C. It must be applicable to an industry, including any type of agriculture, fishing, service or industry in their widest senses including handicraft.

Excluded Inventions

The Patent Law excludes the following from the list of inventions that can be patented in Jordan:

  • Inventions which, if exploited, would be contrary to public order or morality.
  • Inventions where the prevention of its commercial exploitation is necessary to protect life and health of humans, animals, or plants, or to avoid serious prejudice to the environment.
  • Scientific discoveries or theories, and mathematical methods.
  • Diagnostic, therapeutic and surgical methods for the treatment of both humans and animals.
  • Plants and animals, other than microorganisms.
  • Biological processes for the production of plants or animals, other than non-biological and microbiological processes.
  • Inventions which the owner registered outside of Jordan more than 18 months prior to the date of filing for registration in Jordan.

Granting Patents 

The Patent Law provides for a specific method by which a patent shall be granted. A patent will be granted to the inventor who can then transfer it to others. However, if the invention is a result of a joint effort, each of the related parties shall have the right to the patent jointly and equally, unless they agree otherwise. If the invention is independently made by more than one person, the right to a patent shall be granted to the person who is the first to file his application with the Registrar of Patents.

In relation to inventions created during employment, a patent will be granted to the employer if the invention is a result of an employment contract which requires the employee to carry out a particular inventive activity, unless otherwise stipulated by contract. However, if the economic value of the invention is not foreseen by the employer and employee at the time the employment contract was entered into, then the employee is entitled to fair compensation proportionate to the value of the invention. If the two parties fail to reach an agreement regarding the amount of compensation, this will be determined by the competent court.

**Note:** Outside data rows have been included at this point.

use chrono::NaiveDate;
use mongodb::bson::{doc, oid::ObjectId};
use rust_decimal::Decimal;
use serde::{Deserialize, Serialize};

use super::{incident_report::IncidentReport, insurance_type::InsuranceType};
use crate::{
    database::{assign_reference, Attachable, Env, Record, RecordStore, Sequence, UnitOfWork},
    error::{Error, Result},
    workflow::{Lifecycle, Transition},
};

pub const COLLECTION: &str = "insurance_claims";

#[derive(Clone, Copy, Debug, Default, PartialEq, Eq, Serialize, Deserialize)]
#[serde(rename_all = "snake_case")]
pub enum InsuranceClaimStatus {
    #[default]
    Draft,
    Submitted,
    Approved,
    Processed,
    Rejected,
}
#[derive(Clone, Copy, Debug, PartialEq, Eq, Serialize, Deserialize)]
#[serde(rename_all = "snake_case")]
pub enum InsuranceClaimAction {
    Submit,
    Approve,
    Process,
    Reject,
    ResetToDraft,
}

impl Lifecycle for InsuranceClaimStatus {
    type Action = InsuranceClaimAction;

    const TRANSITIONS: &'static [Transition<Self, Self::Action>] = &[
        Transition {
            action: InsuranceClaimAction::Submit,
            from: &[InsuranceClaimStatus::Draft],
            to: InsuranceClaimStatus::Submitted,
        },
        Transition {
            action: InsuranceClaimAction::Approve,
            from: &[InsuranceClaimStatus::Submitted],
            to: InsuranceClaimStatus::Approved,
        },
        Transition {
            action: InsuranceClaimAction::Process,
            from: &[InsuranceClaimStatus::Approved],
            to: InsuranceClaimStatus::Processed,
        },
        Transition {
            action: InsuranceClaimAction::Reject,
            from: &[
                InsuranceClaimStatus::Draft,
                InsuranceClaimStatus::Submitted,
                InsuranceClaimStatus::Approved,
                InsuranceClaimStatus::Processed,
            ],
            to: InsuranceClaimStatus::Rejected,
        },
        Transition {
            action: InsuranceClaimAction::ResetToDraft,
            from: &[
                InsuranceClaimStatus::Draft,
                InsuranceClaimStatus::Submitted,
                InsuranceClaimStatus::Approved,
                InsuranceClaimStatus::Processed,
                InsuranceClaimStatus::Rejected,
            ],
            to: InsuranceClaimStatus::Draft,
        },
    ];
}

#[derive(Debug, Clone, Deserialize, Serialize)]
pub struct InsuranceClaim {
    #[serde(skip_serializing_if = "Option::is_none")]
    pub _id: Option<ObjectId>,
    #[serde(default)]
    version: i64,
    reference: String,
    pub incident_id: ObjectId,
    pub insurance_type_id: Option<ObjectId>,
    pub claim_date: NaiveDate,
    pub amount: Decimal,
    pub currency: String,
    pub employee_id: ObjectId,
    pub department_id: Option<ObjectId>,
    pub company_id: ObjectId,
    pub description: Option<String>,
    pub notes: Option<String>,
    pub attachment_ids: Vec<ObjectId>,
    status: InsuranceClaimStatus,
}
#[derive(Debug, Default, Deserialize, Serialize)]
pub struct InsuranceClaimRequest {
    pub reference: Option<String>,
    pub incident_id: Option<ObjectId>,
    pub insurance_type_id: Option<ObjectId>,
    pub claim_date: Option<NaiveDate>,
    pub amount: Decimal,
    pub currency: Option<String>,
    pub employee_id: Option<ObjectId>,
    pub department_id: Option<ObjectId>,
    pub description: Option<String>,
    pub notes: Option<String>,
}

impl Record for InsuranceClaim {
    const COLLECTION: &'static str = COLLECTION;
    const NAME: &'static str = "INSURANCE_CLAIM";
    const SEQUENCE: Option<Sequence> = Some(Sequence::new("insurance.claim", "CLM"));

    fn id(&self) -> Option<ObjectId> {
        self._id
    }
    fn version_mut(&mut self) -> &mut i64 {
        &mut self.version
    }
    fn validate(&self) -> Result<()> {
        if self.amount <= Decimal::ZERO {
            return Err(Error::guard("The claim amount must be positive."));
        }
        Ok(())
    }
}

impl Attachable for InsuranceClaim {
    fn company_id(&self) -> ObjectId {
        self.company_id
    }
    fn attachment_ids_mut(&mut self) -> &mut Vec<ObjectId> {
        &mut self.attachment_ids
    }
}

impl InsuranceClaim {
    pub fn reference(&self) -> &str {
        &self.reference
    }
    pub fn status(&self) -> InsuranceClaimStatus {
        self.status
    }

    pub fn run(&mut self, action: InsuranceClaimAction) -> Result<()> {
        self.status = self.status.next(action)?;
        Ok(())
    }

    fn apply_request(&mut self, request: InsuranceClaimRequest) {
        self.insurance_type_id = request.insurance_type_id;
        if let Some(claim_date) = request.claim_date {
            self.claim_date = claim_date;
        }
        self.amount = request.amount;
        if let Some(currency) = request.currency {
            self.currency = currency;
        }
        if let Some(employee_id) = request.employee_id {
            self.employee_id = employee_id;
        }
        if request.department_id.is_some() {
            self.department_id = request.department_id;
        }
        self.description = request.description;
        self.notes = request.notes;
    }

    async fn check_insurance_type(store: &dyn RecordStore, request: &InsuranceClaimRequest) -> Result<()> {
        if let Some(insurance_type_id) = &request.insurance_type_id {
            InsuranceType::get(store, insurance_type_id).await?;
        }
        Ok(())
    }

    pub async fn find_by_incident(
        store: &dyn RecordStore,
        incident_id: &ObjectId,
    ) -> Result<Vec<InsuranceClaim>> {
        Self::find_many(store, doc! { "incident_id": incident_id }).await
    }

    pub async fn find_by_company(
        store: &dyn RecordStore,
        company_id: &ObjectId,
    ) -> Result<Vec<InsuranceClaim>> {
        Self::find_many(store, doc! { "company_id": company_id }).await
    }

    /// Opens a claim for an existing incident and links it to that incident.
    /// Employee, department and company default to the incident's.
    pub async fn create(
        env: &Env,
        mut request: InsuranceClaimRequest,
        today: NaiveDate,
    ) -> Result<InsuranceClaim> {
        let incident_id: ObjectId = request
            .incident_id
            .ok_or_else(|| Error::guard("Please select the incident this claim is for."))?;
        let mut incident: IncidentReport = IncidentReport::get(env.store(), &incident_id).await?;
        if incident.insurance_claim_id().is_some() {
            return Err(Error::guard(format!(
                "Incident {} already has an insurance claim.",
                incident.reference()
            )));
        }
        Self::check_insurance_type(env.store(), &request).await?;

        let requested: Option<String> = request.reference.take();
        let claim_id: ObjectId = ObjectId::new();
        let mut claim: InsuranceClaim = InsuranceClaim {
            _id: Some(claim_id),
            version: 0,
            reference: String::new(),
            incident_id,
            insurance_type_id: None,
            claim_date: today,
            amount: Decimal::ZERO,
            currency: env.currency.clone(),
            employee_id: incident.employee_id,
            department_id: incident.department_id,
            company_id: incident.company_id,
            description: None,
            notes: None,
            attachment_ids: Vec::new(),
            status: InsuranceClaimStatus::Draft,
        };
        claim.apply_request(request);
        if claim.description.is_none() {
            claim.description = Some(format!("Claim for {}", incident.reference()));
        }
        claim.validate()?;
        claim.reference = assign_reference::<Self>(env, requested).await?;

        incident.link_insurance_claim(claim_id);

        let mut uow: UnitOfWork = UnitOfWork::new();
        uow.insert(&claim)?;
        uow.update(&mut incident)?;
        uow.commit(env.store()).await?;

        tracing::info!(reference = %claim.reference, incident = %incident.reference(), amount = %claim.amount, "insurance claim created");
        Ok(claim)
    }

    pub async fn update(
        env: &Env,
        _id: &ObjectId,
        request: InsuranceClaimRequest,
    ) -> Result<InsuranceClaim> {
        let mut claim: InsuranceClaim = Self::get(env.store(), _id).await?;
        Self::check_insurance_type(env.store(), &request).await?;
        claim.apply_request(request);

        let mut uow: UnitOfWork = UnitOfWork::new();
        uow.update(&mut claim)?;
        uow.commit(env.store()).await?;
        Ok(claim)
    }

    pub async fn apply(
        env: &Env,
        _id: &ObjectId,
        action: InsuranceClaimAction,
    ) -> Result<InsuranceClaim> {
        let mut claim: InsuranceClaim = Self::get(env.store(), _id).await?;
        claim.run(action)?;

        let mut uow: UnitOfWork = UnitOfWork::new();
        uow.update(&mut claim)?;
        uow.commit(env.store()).await?;

        tracing::info!(reference = %claim.reference, ?action, status = ?claim.status, "insurance claim updated");
        Ok(claim)
    }
}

Even though the registration of a patent may be a lengthy process at times, it often yields positive results. As such, companies that invest a lot of their money and time in the invention of new and innovative technology stand to gain much by patenting their inventions in an economy which is very fast changing.

1. Pursuant to Article 10 of the Patent Law, an applicant may claim for priority in his application should such application be submitted in a foreign country, which is a signatory to a bilateral or multilateral agreement with Jordan in relation to the protection of industrial property, within no more than twelve months prior to submitting his application in Jordan. If the Registrar grants the applicant priority, then the application date shall be regarded as the same date on which the application was filed in the foreign country as per the Paris Convention for the Protection of Industrial Property.